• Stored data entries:
__________

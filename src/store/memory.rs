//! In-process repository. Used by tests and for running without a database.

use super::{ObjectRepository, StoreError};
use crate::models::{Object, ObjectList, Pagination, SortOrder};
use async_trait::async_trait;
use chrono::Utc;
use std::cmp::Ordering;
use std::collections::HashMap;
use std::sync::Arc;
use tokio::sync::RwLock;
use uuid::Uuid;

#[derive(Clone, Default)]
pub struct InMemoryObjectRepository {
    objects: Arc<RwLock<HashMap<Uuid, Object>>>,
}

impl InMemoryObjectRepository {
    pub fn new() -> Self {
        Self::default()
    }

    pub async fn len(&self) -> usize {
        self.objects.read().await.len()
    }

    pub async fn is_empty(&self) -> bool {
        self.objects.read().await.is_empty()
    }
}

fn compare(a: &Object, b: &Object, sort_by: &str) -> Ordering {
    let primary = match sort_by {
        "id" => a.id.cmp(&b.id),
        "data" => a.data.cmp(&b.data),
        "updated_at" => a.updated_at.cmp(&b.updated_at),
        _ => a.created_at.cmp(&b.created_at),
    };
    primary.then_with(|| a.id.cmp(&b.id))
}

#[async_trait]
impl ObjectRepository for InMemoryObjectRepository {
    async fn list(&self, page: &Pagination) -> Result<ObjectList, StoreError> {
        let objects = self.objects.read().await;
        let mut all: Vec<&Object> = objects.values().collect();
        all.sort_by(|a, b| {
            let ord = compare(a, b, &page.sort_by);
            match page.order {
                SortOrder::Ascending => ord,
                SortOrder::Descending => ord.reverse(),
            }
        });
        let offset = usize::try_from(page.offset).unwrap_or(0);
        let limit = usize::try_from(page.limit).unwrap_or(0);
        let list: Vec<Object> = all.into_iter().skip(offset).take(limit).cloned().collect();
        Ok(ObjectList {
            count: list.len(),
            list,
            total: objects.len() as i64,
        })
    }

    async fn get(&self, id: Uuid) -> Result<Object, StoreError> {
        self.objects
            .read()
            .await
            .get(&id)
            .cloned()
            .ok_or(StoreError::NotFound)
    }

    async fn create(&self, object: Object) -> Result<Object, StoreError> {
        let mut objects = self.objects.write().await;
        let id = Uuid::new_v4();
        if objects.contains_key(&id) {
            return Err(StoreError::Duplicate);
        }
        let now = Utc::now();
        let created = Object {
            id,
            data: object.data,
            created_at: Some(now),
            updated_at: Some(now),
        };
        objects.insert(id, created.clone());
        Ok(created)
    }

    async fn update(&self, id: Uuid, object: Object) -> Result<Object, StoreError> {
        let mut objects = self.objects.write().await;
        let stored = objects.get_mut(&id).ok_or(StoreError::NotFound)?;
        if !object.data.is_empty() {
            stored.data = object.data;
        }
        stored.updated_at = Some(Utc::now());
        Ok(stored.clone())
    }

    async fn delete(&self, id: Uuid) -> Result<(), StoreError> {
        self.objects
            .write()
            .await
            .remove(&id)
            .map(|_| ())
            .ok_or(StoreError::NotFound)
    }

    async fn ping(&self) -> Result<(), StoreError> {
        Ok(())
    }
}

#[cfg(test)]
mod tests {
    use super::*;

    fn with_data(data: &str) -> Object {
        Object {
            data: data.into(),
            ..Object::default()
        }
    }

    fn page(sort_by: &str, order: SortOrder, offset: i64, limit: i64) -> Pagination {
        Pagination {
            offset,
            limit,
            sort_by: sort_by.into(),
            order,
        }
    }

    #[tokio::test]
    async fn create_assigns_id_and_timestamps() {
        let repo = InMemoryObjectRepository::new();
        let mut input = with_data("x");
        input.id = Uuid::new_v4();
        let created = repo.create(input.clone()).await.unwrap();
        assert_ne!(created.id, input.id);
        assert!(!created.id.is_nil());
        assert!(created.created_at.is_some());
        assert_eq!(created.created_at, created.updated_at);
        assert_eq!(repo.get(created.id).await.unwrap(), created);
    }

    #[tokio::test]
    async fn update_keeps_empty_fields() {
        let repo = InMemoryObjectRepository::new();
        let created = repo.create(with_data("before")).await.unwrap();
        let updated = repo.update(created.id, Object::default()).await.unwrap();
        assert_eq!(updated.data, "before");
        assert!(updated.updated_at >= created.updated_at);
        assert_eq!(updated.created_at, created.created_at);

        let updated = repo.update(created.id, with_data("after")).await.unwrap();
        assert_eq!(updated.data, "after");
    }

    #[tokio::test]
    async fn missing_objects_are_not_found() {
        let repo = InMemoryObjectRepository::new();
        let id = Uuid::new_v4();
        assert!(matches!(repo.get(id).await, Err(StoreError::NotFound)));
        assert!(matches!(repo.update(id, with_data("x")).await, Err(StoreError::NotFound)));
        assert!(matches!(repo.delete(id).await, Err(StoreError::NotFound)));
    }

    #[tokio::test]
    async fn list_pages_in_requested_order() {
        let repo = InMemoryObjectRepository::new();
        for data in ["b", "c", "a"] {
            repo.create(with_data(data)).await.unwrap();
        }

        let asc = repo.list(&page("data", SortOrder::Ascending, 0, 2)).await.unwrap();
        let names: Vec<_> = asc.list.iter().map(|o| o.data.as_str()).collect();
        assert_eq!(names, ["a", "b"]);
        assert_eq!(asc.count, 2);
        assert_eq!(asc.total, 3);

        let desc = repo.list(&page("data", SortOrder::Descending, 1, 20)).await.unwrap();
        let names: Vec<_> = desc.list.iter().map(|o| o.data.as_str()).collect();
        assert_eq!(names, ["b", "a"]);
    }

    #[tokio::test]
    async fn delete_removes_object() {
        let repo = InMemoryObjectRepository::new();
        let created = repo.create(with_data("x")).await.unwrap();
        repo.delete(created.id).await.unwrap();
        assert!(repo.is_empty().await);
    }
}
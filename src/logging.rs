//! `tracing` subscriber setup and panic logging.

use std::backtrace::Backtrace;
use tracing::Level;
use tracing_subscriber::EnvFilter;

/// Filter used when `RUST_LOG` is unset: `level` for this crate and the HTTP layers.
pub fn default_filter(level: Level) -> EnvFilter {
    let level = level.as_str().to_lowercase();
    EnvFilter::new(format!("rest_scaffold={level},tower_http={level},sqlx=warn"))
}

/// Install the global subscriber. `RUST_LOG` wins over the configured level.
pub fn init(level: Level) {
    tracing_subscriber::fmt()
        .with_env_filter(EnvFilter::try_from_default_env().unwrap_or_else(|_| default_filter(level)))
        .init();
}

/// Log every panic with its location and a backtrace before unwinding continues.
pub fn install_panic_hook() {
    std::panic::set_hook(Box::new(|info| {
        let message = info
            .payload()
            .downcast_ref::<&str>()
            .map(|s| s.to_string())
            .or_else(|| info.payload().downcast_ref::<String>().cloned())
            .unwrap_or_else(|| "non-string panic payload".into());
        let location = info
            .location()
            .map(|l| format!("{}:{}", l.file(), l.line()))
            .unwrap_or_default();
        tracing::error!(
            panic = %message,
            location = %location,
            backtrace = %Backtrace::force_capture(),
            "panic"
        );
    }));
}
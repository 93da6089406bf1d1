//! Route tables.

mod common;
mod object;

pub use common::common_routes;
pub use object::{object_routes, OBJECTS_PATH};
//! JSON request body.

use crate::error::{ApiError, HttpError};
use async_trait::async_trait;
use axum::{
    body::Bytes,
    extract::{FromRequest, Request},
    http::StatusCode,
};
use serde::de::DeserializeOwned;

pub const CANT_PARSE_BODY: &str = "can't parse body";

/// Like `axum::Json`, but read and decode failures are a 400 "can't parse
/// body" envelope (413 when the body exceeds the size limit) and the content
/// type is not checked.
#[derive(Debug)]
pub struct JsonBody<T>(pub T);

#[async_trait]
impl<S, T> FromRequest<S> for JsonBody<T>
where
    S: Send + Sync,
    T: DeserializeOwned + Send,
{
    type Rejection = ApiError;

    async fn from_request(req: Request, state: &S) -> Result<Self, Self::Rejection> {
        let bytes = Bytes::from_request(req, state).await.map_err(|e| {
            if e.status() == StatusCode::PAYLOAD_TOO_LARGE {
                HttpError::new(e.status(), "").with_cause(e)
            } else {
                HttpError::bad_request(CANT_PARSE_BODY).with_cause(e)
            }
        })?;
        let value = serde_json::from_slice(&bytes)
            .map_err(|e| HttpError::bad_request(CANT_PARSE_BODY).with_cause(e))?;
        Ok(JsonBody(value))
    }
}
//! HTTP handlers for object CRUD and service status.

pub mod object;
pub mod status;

__________

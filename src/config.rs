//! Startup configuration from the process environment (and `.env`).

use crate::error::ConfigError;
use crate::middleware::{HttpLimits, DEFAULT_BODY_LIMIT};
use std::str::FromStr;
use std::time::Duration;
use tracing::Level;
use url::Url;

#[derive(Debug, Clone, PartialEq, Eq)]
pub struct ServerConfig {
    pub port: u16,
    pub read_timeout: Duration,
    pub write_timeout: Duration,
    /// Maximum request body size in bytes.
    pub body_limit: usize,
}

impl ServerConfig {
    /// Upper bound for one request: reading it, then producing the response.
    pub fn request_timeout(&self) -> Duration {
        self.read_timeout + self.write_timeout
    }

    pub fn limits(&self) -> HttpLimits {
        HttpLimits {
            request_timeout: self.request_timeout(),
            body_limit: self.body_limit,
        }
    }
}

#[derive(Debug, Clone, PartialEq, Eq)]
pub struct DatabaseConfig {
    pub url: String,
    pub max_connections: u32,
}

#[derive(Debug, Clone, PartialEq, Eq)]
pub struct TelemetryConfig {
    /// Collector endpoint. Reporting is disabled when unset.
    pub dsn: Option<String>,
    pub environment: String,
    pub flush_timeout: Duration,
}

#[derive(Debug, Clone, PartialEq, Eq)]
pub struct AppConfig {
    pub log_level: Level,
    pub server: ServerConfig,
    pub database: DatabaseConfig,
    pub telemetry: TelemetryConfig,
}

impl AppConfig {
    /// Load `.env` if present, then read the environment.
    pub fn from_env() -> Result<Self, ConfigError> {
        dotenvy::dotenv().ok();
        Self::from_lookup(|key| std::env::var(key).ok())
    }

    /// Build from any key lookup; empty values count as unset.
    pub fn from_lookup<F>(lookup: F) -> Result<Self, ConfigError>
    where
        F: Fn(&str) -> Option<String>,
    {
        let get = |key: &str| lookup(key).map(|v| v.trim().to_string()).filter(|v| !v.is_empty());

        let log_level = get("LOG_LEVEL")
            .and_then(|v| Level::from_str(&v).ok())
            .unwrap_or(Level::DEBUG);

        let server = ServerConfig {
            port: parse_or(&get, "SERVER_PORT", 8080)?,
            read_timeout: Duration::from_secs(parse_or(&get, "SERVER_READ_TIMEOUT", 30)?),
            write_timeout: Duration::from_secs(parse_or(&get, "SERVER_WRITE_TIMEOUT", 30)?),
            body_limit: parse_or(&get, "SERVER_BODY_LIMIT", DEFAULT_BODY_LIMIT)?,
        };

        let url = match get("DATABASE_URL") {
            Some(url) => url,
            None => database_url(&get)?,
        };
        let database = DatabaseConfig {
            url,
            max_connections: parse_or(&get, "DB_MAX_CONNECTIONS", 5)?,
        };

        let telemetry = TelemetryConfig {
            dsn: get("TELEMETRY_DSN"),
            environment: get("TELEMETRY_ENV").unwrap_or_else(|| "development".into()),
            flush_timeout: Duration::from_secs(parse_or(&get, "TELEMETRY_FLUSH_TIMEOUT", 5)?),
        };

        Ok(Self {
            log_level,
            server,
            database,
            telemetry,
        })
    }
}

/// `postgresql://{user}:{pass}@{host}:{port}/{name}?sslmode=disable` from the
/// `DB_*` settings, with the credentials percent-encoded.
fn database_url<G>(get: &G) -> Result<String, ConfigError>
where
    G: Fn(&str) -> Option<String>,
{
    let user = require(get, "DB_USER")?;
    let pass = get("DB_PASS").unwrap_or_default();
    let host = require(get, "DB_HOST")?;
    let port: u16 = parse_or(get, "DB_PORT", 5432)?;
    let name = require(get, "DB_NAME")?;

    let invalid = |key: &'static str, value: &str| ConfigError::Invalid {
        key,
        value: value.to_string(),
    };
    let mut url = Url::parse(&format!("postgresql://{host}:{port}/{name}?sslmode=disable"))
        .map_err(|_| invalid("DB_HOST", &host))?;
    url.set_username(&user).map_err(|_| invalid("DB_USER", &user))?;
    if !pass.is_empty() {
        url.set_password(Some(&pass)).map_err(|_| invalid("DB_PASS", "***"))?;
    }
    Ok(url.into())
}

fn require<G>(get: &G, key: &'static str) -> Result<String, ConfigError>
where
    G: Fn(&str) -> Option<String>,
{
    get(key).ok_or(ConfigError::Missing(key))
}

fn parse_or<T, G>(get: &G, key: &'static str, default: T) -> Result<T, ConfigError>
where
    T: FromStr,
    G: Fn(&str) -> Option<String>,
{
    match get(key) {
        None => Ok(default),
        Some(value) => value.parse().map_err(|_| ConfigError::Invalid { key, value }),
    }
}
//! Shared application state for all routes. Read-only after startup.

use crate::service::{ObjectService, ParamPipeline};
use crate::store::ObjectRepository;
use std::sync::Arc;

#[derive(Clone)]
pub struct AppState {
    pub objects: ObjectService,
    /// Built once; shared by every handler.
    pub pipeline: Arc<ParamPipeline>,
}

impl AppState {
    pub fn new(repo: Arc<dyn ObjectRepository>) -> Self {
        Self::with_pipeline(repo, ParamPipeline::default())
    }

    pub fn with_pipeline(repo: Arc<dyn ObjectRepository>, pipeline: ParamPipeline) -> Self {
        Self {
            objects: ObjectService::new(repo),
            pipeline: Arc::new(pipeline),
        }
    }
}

__________

• HOW TO COMPLETE THIS TASK: Return, from the data, each line that has the word "location" in it.

• RESULT OF THE EXERCISE:
/// Log every panic with its location and a backtrace before unwinding continues.
        let location = info
            .location()
            location = %location,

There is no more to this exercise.